I was recently at a speech contest. Despite a variety of styles and personalities, the best speakers shared 4 traits:
The best speakers were themselves. They didn’t try to project false confidence, unfelt humility or fake personas. They started where they were, in terms of confidence and experience, and moved forward. The winning speaker even joked about being nervous.
Tips: Speak from the heart and trust your audience. Let yourself be nervous—listeners want to like you and will support you as you gain confidence moving through the speech. (But be careful of seeming pathetic; audiences don’t want to pity a speaker.)
• Ground yourself literally. Balance your weight so you are standing with equal pressure on each foot. Feel the support come up through your entire feet—heels, sides, soles and toes—then rise through relaxed knees and into a balanced pelvis. Engage the core, straighten your spine a little, lift your shoulders and raise your chin. (Practice in a mirror before doing this in public!)
The best speakers allowed short silences to let a point sink in or land a joke.

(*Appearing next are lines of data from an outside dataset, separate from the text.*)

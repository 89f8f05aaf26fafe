//! One bug with its comments: votes, answers and the accept decision.

use std::sync::{Arc, PoisonError, RwLock};

use bugboard_core::bug::{ensure_open_for_comments, normalize_image, Bug, BugUpdate};
use bugboard_core::comment::{
    accepted_comment, ensure_single_accepted, sort_most_recent_first, Comment, CommentUpdate, NewComment,
};
use bugboard_core::error::CoreError;
use bugboard_core::policy::{self, BugActions, CommentActions};
use bugboard_core::types::{DbId, UserId};
use bugboard_core::vote::{BugVote, CommentVote, VoteDirection, VoteTarget};
use bugboard_events::{ClientEvent, EventBus, Notice, NoticeLevel};

use crate::api::BugBoardApi;
use crate::error::{ApiError, ApiResult};
use crate::guard::InFlight;

/// The bug and its comments as last fetched. Comments are newest first.
#[derive(Debug, Clone, PartialEq)]
pub struct ThreadSnapshot {
    pub bug: Bug,
    pub comments: Vec<Comment>,
}

impl ThreadSnapshot {
    pub fn comment(&self, comment_id: DbId) -> Option<&Comment> {
        self.comments.iter().find(|c| c.id == comment_id)
    }
}

/// Result of a vote submission.
#[derive(Debug, Clone, Copy, PartialEq, Eq)]
pub enum VoteOutcome {
    /// The vote was written; `vote_count` is the refetched total.
    Counted { vote_count: i64 },
    /// Another vote by the same user on the same target was still pending.
    Ignored,
}

#[derive(Debug, Clone, Copy, PartialEq, Eq, Hash)]
enum Control {
    Comment,
    EditComment(DbId),
    DeleteComment(DbId),
    Accept,
    EditBug,
    DeleteBug,
}

impl Control {
    fn label(self) -> &'static str {
        match self {
            Control::Comment => "comment",
            Control::EditComment(_) => "edit comment",
            Control::DeleteComment(_) => "delete comment",
            Control::Accept => "accept",
            Control::EditBug => "edit bug",
            Control::DeleteBug => "delete bug",
        }
    }
}

/// Details page of a single bug.
pub struct BugThread {
    api: Arc<BugBoardApi>,
    bus: Arc<EventBus>,
    bug_id: DbId,
    snapshot: RwLock<Option<ThreadSnapshot>>,
    votes: InFlight<(UserId, VoteTarget)>,
    controls: InFlight<Control>,
}

impl BugThread {
    pub fn new(api: Arc<BugBoardApi>, bus: Arc<EventBus>, bug_id: DbId) -> Self {
        Self {
            api,
            bus,
            bug_id,
            snapshot: RwLock::new(None),
            votes: InFlight::new(),
            controls: InFlight::new(),
        }
    }

    /// Open a thread and fetch it.
    pub async fn open(api: Arc<BugBoardApi>, bus: Arc<EventBus>, bug_id: DbId) -> ApiResult<Self> {
        let thread = Self::new(api, bus, bug_id);
        thread.refresh().await?;
        Ok(thread)
    }

    pub fn bug_id(&self) -> DbId {
        self.bug_id
    }

    /// The last fetched state, if any.
    pub fn snapshot(&self) -> Option<ThreadSnapshot> {
        self.snapshot
            .read()
            .unwrap_or_else(PoisonError::into_inner)
            .clone()
    }

    /// Re-read the bug and its comments together.
    ///
    /// More than one accepted comment in the result is reported as a warning
    /// notice; the snapshot is still stored as the server returned it.
    pub async fn refresh(&self) -> ApiResult<ThreadSnapshot> {
        let (bug, mut comments) = tokio::try_join!(
            self.api.get_bug(self.bug_id),
            self.api.list_comments(self.bug_id)
        )?;
        sort_most_recent_first(&mut comments);
        self.check_accepted(&comments);
        let snapshot = ThreadSnapshot { bug, comments };
        self.store(snapshot.clone());
        Ok(snapshot)
    }

    /// What the signed-in user may do with the bug right now.
    pub fn bug_actions(&self) -> Option<BugActions> {
        let snapshot = self.snapshot()?;
        let viewer = self.api.current_user();
        let voting = viewer.as_ref().is_some_and(|u| {
            self.votes
                .is_active(&(u.id.clone(), VoteTarget::Bug(self.bug_id)))
        });
        Some(BugActions::evaluate(viewer.as_ref(), &snapshot.bug, voting))
    }

    /// What the signed-in user may do with one comment right now.
    pub fn comment_actions(&self, comment_id: DbId) -> Option<CommentActions> {
        let snapshot = self.snapshot()?;
        let comment = snapshot.comment(comment_id)?;
        let viewer = self.api.current_user();
        let mut actions = CommentActions::evaluate(viewer.as_ref(), &snapshot.bug, comment);
        if let Some(u) = viewer.as_ref() {
            if self
                .votes
                .is_active(&(u.id.clone(), VoteTarget::Comment(comment_id)))
            {
                actions.vote = false;
            }
        }
        Some(actions)
    }

    pub fn is_voting(&self, user_id: &str, target: VoteTarget) -> bool {
        self.votes.is_active(&(user_id.to_string(), target))
    }

    /// Cast a vote on the bug or one of its comments.
    ///
    /// Exactly one write followed by one refetch of what was voted on. A
    /// second call for the same user and target while the first is pending
    /// returns [`VoteOutcome::Ignored`] without touching the network. A
    /// failed write is published as an error notice and returned.
    pub async fn vote(&self, target: VoteTarget, direction: VoteDirection) -> ApiResult<VoteOutcome> {
        let user = super::signed_in(&self.api, "vote")?;
        let Some(_guard) = self.votes.try_begin((user.id.clone(), target)) else {
            tracing::debug!(user_id = %user.id, target = target.kind(), id = target.id(), "Vote already pending, ignored");
            return Ok(VoteOutcome::Ignored);
        };
        let snapshot = self.loaded().await?;

        let written = match target {
            VoteTarget::Bug(bug_id) => {
                if bug_id != self.bug_id {
                    return Err(CoreError::not_found("bug", bug_id).into());
                }
                policy::require(
                    policy::can_vote_bug(Some(&user), &snapshot.bug, false),
                    "vote on this bug",
                )?;
                let vote = BugVote {
                    user_id: user.id.clone(),
                    vote_type: direction,
                };
                self.api.vote_bug(bug_id, &vote).await
            }
            VoteTarget::Comment(comment_id) => {
                let comment = snapshot
                    .comment(comment_id)
                    .ok_or_else(|| CoreError::not_found("comment", comment_id))?;
                policy::require(
                    policy::can_vote_comment(Some(&user), comment),
                    "vote on this comment",
                )?;
                let vote = CommentVote {
                    user_id: user.id.clone(),
                    comment_id,
                    vote_type: direction,
                };
                self.api.vote_comment(&vote).await
            }
        };
        if let Err(err) = written {
            self.bus
                .notify(Notice::error("vote", err.user_message("Failed to vote")));
            return Err(err);
        }
        tracing::info!(user_id = %user.id, target = target.kind(), id = target.id(), direction = %direction, "Vote recorded");

        let vote_count = match target {
            VoteTarget::Bug(_) => self.refetch_bug().await?.vote_count,
            VoteTarget::Comment(comment_id) => self
                .refetch_comments()
                .await?
                .iter()
                .find(|c| c.id == comment_id)
                .map(|c| c.vote_count)
                .unwrap_or_default(),
        };
        Ok(VoteOutcome::Counted { vote_count })
    }

    /// Post an answer. Refused while the bug is solved.
    pub async fn add_comment(&self, text: &str, image: Option<String>) -> ApiResult<Comment> {
        let user = super::signed_in(&self.api, "comment")?;
        let snapshot = self.loaded().await?;
        ensure_open_for_comments(&snapshot.bug)?;
        policy::require(
            policy::can_submit_comment(Some(&user), &snapshot.bug),
            "comment on this bug",
        )?;
        let comment = NewComment {
            bug_id: self.bug_id,
            author_id: user.id.clone(),
            text: text.trim().to_string(),
            image: normalize_image(image),
        };
        comment.validate()?;

        let _guard = self.begin(Control::Comment)?;
        let created = self.api.create_comment(&comment).await?;
        tracing::info!(bug_id = self.bug_id, comment_id = created.id, user_id = %user.id, "Comment posted");
        self.refetch_comments().await?;
        Ok(created)
    }

    pub async fn edit_comment(&self, comment_id: DbId, text: &str, image: Option<String>) -> ApiResult<()> {
        let user = super::signed_in(&self.api, "edit a comment")?;
        let snapshot = self.loaded().await?;
        let comment = snapshot
            .comment(comment_id)
            .ok_or_else(|| CoreError::not_found("comment", comment_id))?;
        policy::require(policy::can_edit_comment(Some(&user), comment), "edit this comment")?;
        let update = CommentUpdate {
            author_id: user.id.clone(),
            text: text.trim().to_string(),
            image: normalize_image(image),
        };
        update.validate()?;

        let _guard = self.begin(Control::EditComment(comment_id))?;
        self.api.update_comment(comment_id, &update).await?;
        self.refetch_comments().await?;
        Ok(())
    }

    pub async fn delete_comment(&self, comment_id: DbId) -> ApiResult<()> {
        let user = super::signed_in(&self.api, "delete a comment")?;
        let snapshot = self.loaded().await?;
        let comment = snapshot
            .comment(comment_id)
            .ok_or_else(|| CoreError::not_found("comment", comment_id))?;
        policy::require(policy::can_delete_comment(Some(&user), comment), "delete this comment")?;

        let _guard = self.begin(Control::DeleteComment(comment_id))?;
        self.api.delete_comment(comment_id, &user.id).await?;
        tracing::info!(bug_id = self.bug_id, comment_id, user_id = %user.id, "Comment deleted");
        self.refetch_comments().await?;
        Ok(())
    }

    /// Mark a comment as the accepted answer, then refetch the whole thread.
    pub async fn accept(&self, comment_id: DbId) -> ApiResult<()> {
        let user = super::signed_in(&self.api, "accept an answer")?;
        let snapshot = self.loaded().await?;
        let comment = snapshot
            .comment(comment_id)
            .ok_or_else(|| CoreError::not_found("comment", comment_id))?;
        policy::require(
            policy::can_accept_comment(Some(&user), &snapshot.bug),
            "accept an answer on this bug",
        )?;
        if comment.accepted {
            return Err(CoreError::Conflict(format!("Comment {comment_id} is already accepted")).into());
        }

        let replaced = accepted_comment(&snapshot.comments).map(|c| c.id);

        let _guard = self.begin(Control::Accept)?;
        self.api.accept_comment(self.bug_id, comment_id, &user.id).await?;
        tracing::info!(bug_id = self.bug_id, comment_id, replaced = ?replaced, user_id = %user.id, "Answer accepted");
        self.refresh().await?;
        Ok(())
    }

    pub async fn edit_bug(&self, update: BugUpdate) -> ApiResult<()> {
        let user = super::signed_in(&self.api, "edit a bug")?;
        let snapshot = self.loaded().await?;
        let _guard = self.begin(Control::EditBug)?;
        super::save_bug(&self.api, &user, &snapshot.bug, &update).await?;
        self.refresh().await?;
        Ok(())
    }

    /// Delete the bug. The snapshot is cleared; the thread is closed.
    pub async fn delete_bug(&self) -> ApiResult<()> {
        let user = super::signed_in(&self.api, "delete a bug")?;
        let snapshot = self.loaded().await?;
        let _guard = self.begin(Control::DeleteBug)?;
        super::remove_bug(&self.api, &self.bus, &user, &snapshot.bug).await?;
        *self.snapshot.write().unwrap_or_else(PoisonError::into_inner) = None;
        Ok(())
    }

    // ---- internals ----

    fn begin(&self, control: Control) -> ApiResult<crate::guard::InFlightGuard<'_, Control>> {
        self.controls
            .try_begin(control)
            .ok_or(ApiError::Busy(control.label()))
    }

    async fn loaded(&self) -> ApiResult<ThreadSnapshot> {
        match self.snapshot() {
            Some(snapshot) => Ok(snapshot),
            None => self.refresh().await,
        }
    }

    async fn refetch_bug(&self) -> ApiResult<Bug> {
        let bug = self.api.get_bug(self.bug_id).await?;
        let mut slot = self.snapshot.write().unwrap_or_else(PoisonError::into_inner);
        if let Some(snapshot) = slot.as_mut() {
            snapshot.bug = bug.clone();
            self.publish_refetched(snapshot);
        }
        Ok(bug)
    }

    async fn refetch_comments(&self) -> ApiResult<Vec<Comment>> {
        let mut comments = self.api.list_comments(self.bug_id).await?;
        sort_most_recent_first(&mut comments);
        self.check_accepted(&comments);
        let mut slot = self.snapshot.write().unwrap_or_else(PoisonError::into_inner);
        if let Some(snapshot) = slot.as_mut() {
            snapshot.comments = comments.clone();
            self.publish_refetched(snapshot);
        }
        Ok(comments)
    }

    fn store(&self, snapshot: ThreadSnapshot) {
        self.publish_refetched(&snapshot);
        *self.snapshot.write().unwrap_or_else(PoisonError::into_inner) = Some(snapshot);
    }

    fn publish_refetched(&self, snapshot: &ThreadSnapshot) {
        self.bus.publish(ClientEvent::ThreadRefetched {
            bug_id: self.bug_id,
            comment_count: snapshot.comments.len(),
        });
    }

    fn check_accepted(&self, comments: &[Comment]) {
        if let Err(err) = ensure_single_accepted(self.bug_id, comments) {
            self.bus
                .notify(Notice::new(NoticeLevel::Warning, "accept", err.to_string()));
        }
    }
}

Pauses create emphasis and effect, underscoring what was just said. They also vary the pace of your speech, preventing monotony.
A long pause recaptures the audience’s interest (because, let’s face it, our attention span is about 7 seconds these days) as we wonder if the speaker has lost their train of thought or if something’s gone wrong. Sad but true: we perk up at the possibility of a train wreck.
Calm allows everyone to calm down. It’s natural to speak too fast when you’re nervous—adrenaline’s coursing about, and you know that the faster you speak the sooner you’ll be done and able to sit down and stop worrying about the stupid speech. But speedy speakers turn people off: audiences want to be passengers on a relaxing and well-crafted journey.
Calm speaking provides emotional space for the audience. Some speakers try to elicit a stronger response than their words evoke—the difference between telling a funny story and telling an unfunny one followed by “it was hilarious!”—which makes their audience uncomfortable. (It’s because they’re asking listeners to be dishonest; think of the over-eager novice comedian—you laugh too hard and feel slightly embarrassed.) Calm tells the audience that you have confidence in your content.
Calm also lends credibility. While it’s important to believe in what you’re saying, calm gives your listeners space to draw their own conclusions. You’ve probably experienced an overly-enthusiastic speaker or pushy salesman. How did you feel? Like they were trying to force you to agree with them? And how did you react; by resisting the person and their message? When we speak calmly we present ourselves as so secure and truthful that we don’t need tricks or coercion.
Calm does not mean boring. Raise your voice, get animated, show your passion. Just be sure it’s honest.
Tips: Breathe. In through your nose-2-3-4-5, and down to your lungs. This will calm you and make you look confident.
• When you practice your speech, time it. Record it. Can you add more pauses? Try again with seemingly unnaturally long pauses—how does that look in playback?
One of the best speakers that night left the podium as he spoke, walking up the aisles of the auditorium and forcing his audience out of our lazy passivity. It worked well, but be careful: too much movement distracts and exhausts the audience.
But don’t just stand there in penalty-kick position. Move your arms, hands, feet and head. Turn your shoulders, take a few steps. You don’t have to go overboard and look like an opera diva; just make small gestures to drive a point home or underscore ideas. Moving about a bit gives the audience something to watch—visual stimulus.
Tips: If you don’t naturally move your hands when speaking, practice doing so. Over time it will become more natural.
• Avoid pointing because it can seem aggressive and rude, especially in some cultures. Instead, try a palm-up open hand, which is more of an inclusive, positive gesture.
• Keep those hands away from your face! Also out of your hair, jewelry, pockets…
4. Eye Contact
The best speakers looked around. Whether or not they made actual eye contact, they appeared to. They connected, turning broadcast into dialogue.
Tip: Sometimes actual eye contact distracts both you and the listener. Occasionally a speaker locks onto one person and forgets to sweep their gaze to include everyone. If you’re speaking to a group you may prefer the method of looking at the spot between people’s eyebrows. It feels like connection but won’t distract you, or your audience, and you’re less likely to get locked in.
Master Tip: The 4 traits listed above will make you a better speaker in both group and one-on-one situations. Watch speakers (live or on Ted talks), paying attention to their hands, feet, heads, voices and respiration. Learn what works and doesn’t, then practice practice practice (in a mirror or on video) until your delivery supports your wonderful content.